Photo by Kimberly Butler

Serial believers of Gaiman’s caliber are fairly rare. He’s prolific, like Stephen King, and apparently inexhaustible: He dreams up stories as naturally as he breathes. But reading Trigger Warning, you might wish that storytelling came a bit less easily to him. Impressive as his range of styles is, this new collection feels, from time to time, arbitrary—as if this talented writer were simply doing exercises, to no particular purpose. “There’s always that fear of writing too much if you’re a reasonably facile writer,” Gaiman said in The New Yorker a few years ago, “and I’m a reasonably facile writer.” Clearly, he’s mastered that fear.

If all you need is a story, any story, Gaiman’s got one for you. The whimsical-romance category is nicely covered by “The Thing About Cassandra,” in which a teenager’s imaginary girlfriend materializes years later and meets her imaginary boyfriend—him. (It’s the love story of two people who are, in a sense, real only to one another; the relationship doesn’t work out.) For Tolkien-like adventure fantasy, Gaiman serves up “ ‘The Truth Is a Cave in the Black Mountains…’,” in which a tiny Scot searches for treasure in someplace called Misty Isle. There’s a pitch-dark riff on Sleeping Beauty, in “The Sleeper and the Spindle,” and a funny, alarming little anecdote called “Orange,” about the perils of a fake suntan. The Holmes story, “The Case of Death and Honey,” turns out to be an odd meditation on immortality, as if the great detective were somehow investigating his creator’s notorious obsession with spiritualism. The Doctor Who tale, “Nothing O’Clock,” is straight pastiche, elegantly executed; it’s more fun than most of the TV series’ episodes, including the two Gaiman wrote himself.

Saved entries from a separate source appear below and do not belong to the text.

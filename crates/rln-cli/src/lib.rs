//! # rln-cli — RLN Command-Line Interface
//!
//! ## Subcommands
//!
//! - `identity` — generate a random or seeded identity, inspect a
//!   serialized one
//! - `group` — compute a room's membership root
//! - `prove` — assemble and prove a rate-limited message
//!
//! Every subcommand prints one JSON document to stdout. Logs go to stderr.
//!
//! ## Crate Policy
//!
//! - Argument parsing lives next to each handler; handlers return JSON
//!   values and never print.
//! - Handlers delegate to `rln-protocol` and `rln-zkp`; no protocol logic
//!   here.

pub mod group;
pub mod identity;
pub mod prove;
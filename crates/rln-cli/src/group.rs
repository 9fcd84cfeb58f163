//! # Group Subcommand
//!
//! Computes a room's membership root from a member list file.

use std::path::{Path, PathBuf};

use anyhow::Context;
use clap::{Args, Subcommand};
use serde_json::{json, Value};

use rln_core::FieldElement;
use rln_protocol::{Group, RoomId, DEFAULT_DEPTH};

/// Arguments for the group subcommand.
#[derive(Args, Debug)]
pub struct GroupArgs {
    #[command(subcommand)]
    pub command: GroupCommand,
}

#[derive(Subcommand, Debug)]
pub enum GroupCommand {
    /// Print the Merkle root of a room's membership.
    Root {
        /// Room identifier (decimal or 0x hex).
        #[arg(long)]
        room_id: String,
        /// JSON array of rate commitments.
        #[arg(long)]
        members: PathBuf,
        /// Tree depth.
        #[arg(long, default_value_t = DEFAULT_DEPTH)]
        depth: usize,
    },
}

/// Read a JSON array of field elements.
pub fn read_members(path: &Path) -> anyhow::Result<Vec<FieldElement>> {
    let raw = std::fs::read_to_string(path)
        .with_context(|| format!("reading members from {}", path.display()))?;
    serde_json::from_str(&raw).with_context(|| format!("parsing members in {}", path.display()))
}

pub fn run(args: &GroupArgs) -> anyhow::Result<Value> {
    match &args.command {
        GroupCommand::Root {
            room_id,
            members,
            depth,
        } => {
            let id = RoomId::Text(room_id.clone()).to_field()?;
            let members = read_members(members)?;
            tracing::debug!(room = %id, count = members.len(), depth, "building group");
            let group = Group::new(id, *depth, members)?;
            Ok(json!({
                "roomId": group.id(),
                "depth": group.depth(),
                "size": group.size(),
                "zeroValue": group.zero_value(),
                "root": group.root(),
            }))
        }
    }
}
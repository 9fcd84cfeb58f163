//! # Error Types — Field Element Parsing
//!
//! Errors raised while converting external representations (decimal
//! strings, hex strings, arbitrary-precision integers) into
//! [`FieldElement`](crate::FieldElement) values.

use thiserror::Error;

/// Error converting a value into a BN254 scalar field element.
#[derive(Error, Debug, Clone, PartialEq, Eq)]
pub enum FieldError {
    /// The input string was empty (or only a `0x` prefix).
    #[error("empty field element literal")]
    Empty,

    /// The input contained characters outside the expected radix.
    #[error("invalid base-{radix} field element literal: {input:?}")]
    InvalidDigits {
        /// Radix the input was parsed in (10 or 16).
        radix: u32,
        /// The rejected input.
        input: String,
    },

    /// The value is not below the scalar field modulus.
    #[error("value {0} is not below the BN254 scalar field modulus")]
    OutOfRange(String),
}
//! Prove subcommand against the mock backend.

use rln_cli::prove::{run, Backend, ProveArgs};
use rln_core::FieldElement;
use rln_protocol::{rate_commitment, Identity};

fn write_room(dir: &std::path::Path, members: &[FieldElement]) -> std::path::PathBuf {
    let path = dir.join("room.json");
    let room = serde_json::json!({
        "id": "123",
        "membership": { "identityCommitments": members },
    });
    std::fs::write(&path, serde_json::to_vec(&room).unwrap()).unwrap();
    path
}

fn args(room: std::path::PathBuf, identity: &Identity, limit: u64) -> ProveArgs {
    ProveArgs {
        room,
        identity: identity.to_serialized(),
        message: "hello world".to_string(),
        message_id: 0,
        limit,
        backend: Backend::Mock,
    }
}

#[tokio::test]
async fn mock_backend_produces_message() {
    let dir = tempfile::tempdir().unwrap();
    let identity = Identity::from_seed("cli-prove").unwrap();
    let rate = rate_commitment(&identity, 1).unwrap();
    let room = write_room(dir.path(), &[FieldElement::from(1u64), rate]);

    let out = run(&args(room, &identity, 1)).await.unwrap();
    assert_eq!(out["message"], "hello world");
    assert_eq!(out["roomId"], "123");
    assert_eq!(
        out["id"],
        out["proof"]["snarkProof"]["publicSignals"]["nullifier"]
    );
}

#[tokio::test]
async fn unregistered_identity_fails() {
    let dir = tempfile::tempdir().unwrap();
    let identity = Identity::from_seed("cli-prove").unwrap();
    let room = write_room(dir.path(), &[FieldElement::from(1u64)]);

    let err = run(&args(room, &identity, 1)).await.unwrap_err();
    assert!(format!("{err:#}").contains("not a member"));
}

After a while, though, the offhand virtuosity of Trigger Warning can begin to feel like too much of a good thing, an overdose of recreational yarn-spinning. Your ear is being bent by a master, but at several points in the book a weary closing-time feeling sets in—the sense that your life has been hijacked by a compulsive storyteller, a perpetual-narration machine. But just when you’re tempted to give up hope, Gaiman reminds you, forcefully, why his voice is worth listening to. The novella “Black Dog,” which ends the book, is a lovely piece of high-English horror fiction, beginning with spooky tales in a country pub and winding its way through the damp and the fog to a creepy, satisfying genre epiphany.

The story is set in one of Gaiman’s own created worlds, the volatile landscape of his 2001 novel American Gods; its hero is that book’s bewildered wanderer Shadow Moon. “Black Dog” is in its writer’s best anything-can-happen mode, and it takes its time, savoring the tentative, death-haunted atmosphere: The story, as its title suggests, is in part about depression. After seeing the “spectral ghost-hound” of local legend, one character lapses into a prolonged funk—equal parts guilt and fear—and the landscape turns melancholy, ominous. In the end, only a kind of magic (if you can believe in it) is able to set the world right. This isn’t a country the writer is visiting, but the one he lives in. After all the side trips Neil Gaiman takes in Trigger Warning, it’s a pleasure to find him back on home ground.

Trigger Warning by Neil Gaiman. William Morrow.